I can’t say for sure whether people as a whole are growing more alert or sophisticated in their resistance to common digital trickery. People still do an awful lot of dumb things, and the common (though less exciting and sexy) method by which hackers gain entry is simple social engineering or mimicry.
Creating a lookalike website of a popular antivirus program that actually downloads malware is quite ironic. That’s exactly what’s happening to Bitdefender, a long-popular antivirus software program, found itself on the end of a lookalike campaign.

the dangers it poses
“The bundled executable StoreInstaller.exe was found to contain malware configurations associated with VenomRAT (Remote Access Trojan 9RAT]),” according to a May 27, 2025 report by cybersecurity researchers Domaintools. “It also contained code associated with open source post-exploitation framework SilentTrinity and StormKitty stealer.”
Among the nasty tricks that VenomRAT can pull on you are remote access, stealing credentials, key logging, exfiltration, and more. There are a few key differences in the website, although they’re so close that it’d be understandably hard to tell if you were just to look at the webpages and not the URLs.
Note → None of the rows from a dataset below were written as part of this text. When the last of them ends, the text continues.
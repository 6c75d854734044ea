//! Error taxonomy and JSON error responses for the proxy

use http_body_util::{combinators::BoxBody, BodyExt, Full};
use hyper::body::Bytes;
use hyper::{Response, StatusCode};
use serde::Serialize;
use std::time::Duration;

/// Why a backend could not be brought up for a session.
///
/// `Clone` so one provisioning outcome can be handed to every caller waiting
/// on the same identity.
#[derive(Debug, Clone, thiserror::Error)]
pub enum ProvisionError {
    /// Environment preparation or process launch failed
    #[error("provisioning failed: {0}")]
    Provisioning(String),
    /// The process never accepted connections on its port
    #[error("backend did not accept connections on port {port} within {}s", .timeout.as_secs())]
    ReadinessTimeout { port: u16, timeout: Duration },
}

impl ProvisionError {
    pub fn provisioning(msg: impl Into<String>) -> Self {
        ProvisionError::Provisioning(msg.into())
    }

    pub fn code(&self) -> ProxyErrorCode {
        match self {
            ProvisionError::Provisioning(_) => ProxyErrorCode::ProvisioningFailed,
            ProvisionError::ReadinessTimeout { .. } => ProxyErrorCode::ReadinessTimeout,
        }
    }
}

/// Error codes for proxy errors
#[derive(Debug, Clone, Copy, PartialEq, Eq, Serialize)]
#[serde(rename_all = "SCREAMING_SNAKE_CASE")]
pub enum ProxyErrorCode {
    /// No registry entry for the caller, or its process has exited
    SessionNotLive,
    /// Login form body could not be read
    InvalidForm,
    /// Login form body exceeds the size limit
    FormTooLarge,
    /// Submitted endpoint could not be normalized
    InvalidEndpoint,
    /// Login form without a credential
    MissingCredential,
    /// Environment preparation or process launch failed
    ProvisioningFailed,
    /// Backend never opened its port
    ReadinessTimeout,
    /// A live backend refused or dropped the connection
    UpstreamTransport,
    /// Backend did not answer in time
    RequestTimeout,
    /// No route matched
    NotFound,
    /// Internal proxy error
    InternalError,
}

impl ProxyErrorCode {
    /// Get the default HTTP status code for this error
    pub fn status_code(&self) -> StatusCode {
        match self {
            ProxyErrorCode::SessionNotLive => StatusCode::NOT_FOUND,
            ProxyErrorCode::InvalidForm => StatusCode::BAD_REQUEST,
            ProxyErrorCode::FormTooLarge => StatusCode::PAYLOAD_TOO_LARGE,
            ProxyErrorCode::InvalidEndpoint => StatusCode::BAD_REQUEST,
            ProxyErrorCode::MissingCredential => StatusCode::BAD_REQUEST,
            ProxyErrorCode::ProvisioningFailed => StatusCode::BAD_GATEWAY,
            ProxyErrorCode::ReadinessTimeout => StatusCode::BAD_GATEWAY,
            ProxyErrorCode::UpstreamTransport => StatusCode::BAD_GATEWAY,
            ProxyErrorCode::RequestTimeout => StatusCode::GATEWAY_TIMEOUT,
            ProxyErrorCode::NotFound => StatusCode::NOT_FOUND,
            ProxyErrorCode::InternalError => StatusCode::INTERNAL_SERVER_ERROR,
        }
    }

    /// Get the error code as a string for the X-Proxy-Error header
    pub fn as_header_value(&self) -> &'static str {
        match self {
            ProxyErrorCode::SessionNotLive => "SESSION_NOT_LIVE",
            ProxyErrorCode::InvalidForm => "INVALID_FORM",
            ProxyErrorCode::FormTooLarge => "FORM_TOO_LARGE",
            ProxyErrorCode::InvalidEndpoint => "INVALID_ENDPOINT",
            ProxyErrorCode::MissingCredential => "MISSING_CREDENTIAL",
            ProxyErrorCode::ProvisioningFailed => "PROVISIONING_FAILED",
            ProxyErrorCode::ReadinessTimeout => "READINESS_TIMEOUT",
            ProxyErrorCode::UpstreamTransport => "UPSTREAM_TRANSPORT",
            ProxyErrorCode::RequestTimeout => "REQUEST_TIMEOUT",
            ProxyErrorCode::NotFound => "NOT_FOUND",
            ProxyErrorCode::InternalError => "INTERNAL_ERROR",
        }
    }
}

/// WebSocket close code for an absent or expired session
pub const CLOSE_SESSION_EXPIRED: u16 = 4401;
/// WebSocket close code when the backend cannot be reached
pub const CLOSE_TRY_AGAIN_LATER: u16 = 1013;

/// JSON error response body
#[derive(Debug, Serialize)]
pub struct ErrorResponse {
    /// The error code
    pub code: ProxyErrorCode,
    /// Human-readable error message
    pub message: String,
    /// HTTP status code (for reference)
    pub status: u16,
}

impl ErrorResponse {
    /// Create a new error response
    pub fn new(code: ProxyErrorCode, message: impl Into<String>) -> Self {
        Self {
            status: code.status_code().as_u16(),
            code,
            message: message.into(),
        }
    }

    /// Convert to JSON string
    pub fn to_json(&self) -> String {
        serde_json::to_string(self).unwrap_or_else(|_| {
            format!(
                r#"{{"code":"{}","message":"{}","status":{}}}"#,
                self.code.as_header_value(),
                self.message.replace('\"', "\\\""),
                self.status
            )
        })
    }
}

/// Create a JSON error response with X-Proxy-Error header
pub fn json_error_response(
    code: ProxyErrorCode,
    message: impl Into<String>,
) -> Response<BoxBody<Bytes, hyper::Error>> {
    let error = ErrorResponse::new(code, message);
    let status = code.status_code();
    let body = error.to_json();

    Response::builder()
        .status(status)
        .header("Content-Type", "application/json")
        .header("X-Proxy-Error", code.as_header_value())
        .body(Full::new(Bytes::from(body)).map_err(|e| match e {}).boxed())
        .expect("valid response with StatusCode enum and static headers")
}

#[cfg(test)]
mod tests {
    use super::*;

    #[test]
    fn test_error_code_status_codes() {
        assert_eq!(
            ProxyErrorCode::SessionNotLive.status_code(),
            StatusCode::NOT_FOUND
        );
        assert_eq!(
            ProxyErrorCode::InvalidForm.status_code(),
            StatusCode::BAD_REQUEST
        );
        assert_eq!(
            ProxyErrorCode::FormTooLarge.status_code(),
            StatusCode::PAYLOAD_TOO_LARGE
        );
        assert_eq!(
            ProxyErrorCode::UpstreamTransport.status_code(),
            StatusCode::BAD_GATEWAY
        );
        assert_eq!(
            ProxyErrorCode::ProvisioningFailed.status_code(),
            StatusCode::BAD_GATEWAY
        );
        assert_eq!(
            ProxyErrorCode::RequestTimeout.status_code(),
            StatusCode::GATEWAY_TIMEOUT
        );
    }

    #[test]
    fn test_error_response_json() {
        let error = ErrorResponse::new(ProxyErrorCode::UpstreamTransport, "Upstream error: connection refused");
        let json = error.to_json();

        assert!(json.contains("\"code\":\"UPSTREAM_TRANSPORT\""));
        assert!(json.contains("\"message\":\"Upstream error: connection refused\""));
        assert!(json.contains("\"status\":502"));
    }

    #[test]
    fn test_json_error_response() {
        let response = json_error_response(ProxyErrorCode::InvalidEndpoint, "endpoint is required");

        assert_eq!(response.status(), StatusCode::BAD_REQUEST);
        assert_eq!(
            response.headers().get("Content-Type").unwrap(),
            "application/json"
        );
        assert_eq!(
            response.headers().get("X-Proxy-Error").unwrap(),
            "INVALID_ENDPOINT"
        );
    }

    #[test]
    fn test_provision_error_codes_and_messages() {
        let err = ProvisionError::provisioning("prepare step `uv sync` exited with status 1");
        assert_eq!(err.code(), ProxyErrorCode::ProvisioningFailed);
        assert!(err.to_string().starts_with("provisioning failed:"));

        let err = ProvisionError::ReadinessTimeout {
            port: 41000,
            timeout: Duration::from_secs(30),
        };
        assert_eq!(err.code(), ProxyErrorCode::ReadinessTimeout);
        assert_eq!(
            err.to_string(),
            "backend did not accept connections on port 41000 within 30s"
        );
    }
}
Bitdefender is solid antivirus software. The legitimate version, that is. Download it from a reputable source. Obviously, I recommend the official Bitdefender website itself. As soon as you navigate to Bitdefender, double check the spelling of the URL field to verify there are no subtle typos before you do anything else. Only once you’re absolutely sure you’ve got the right URL should you download anything.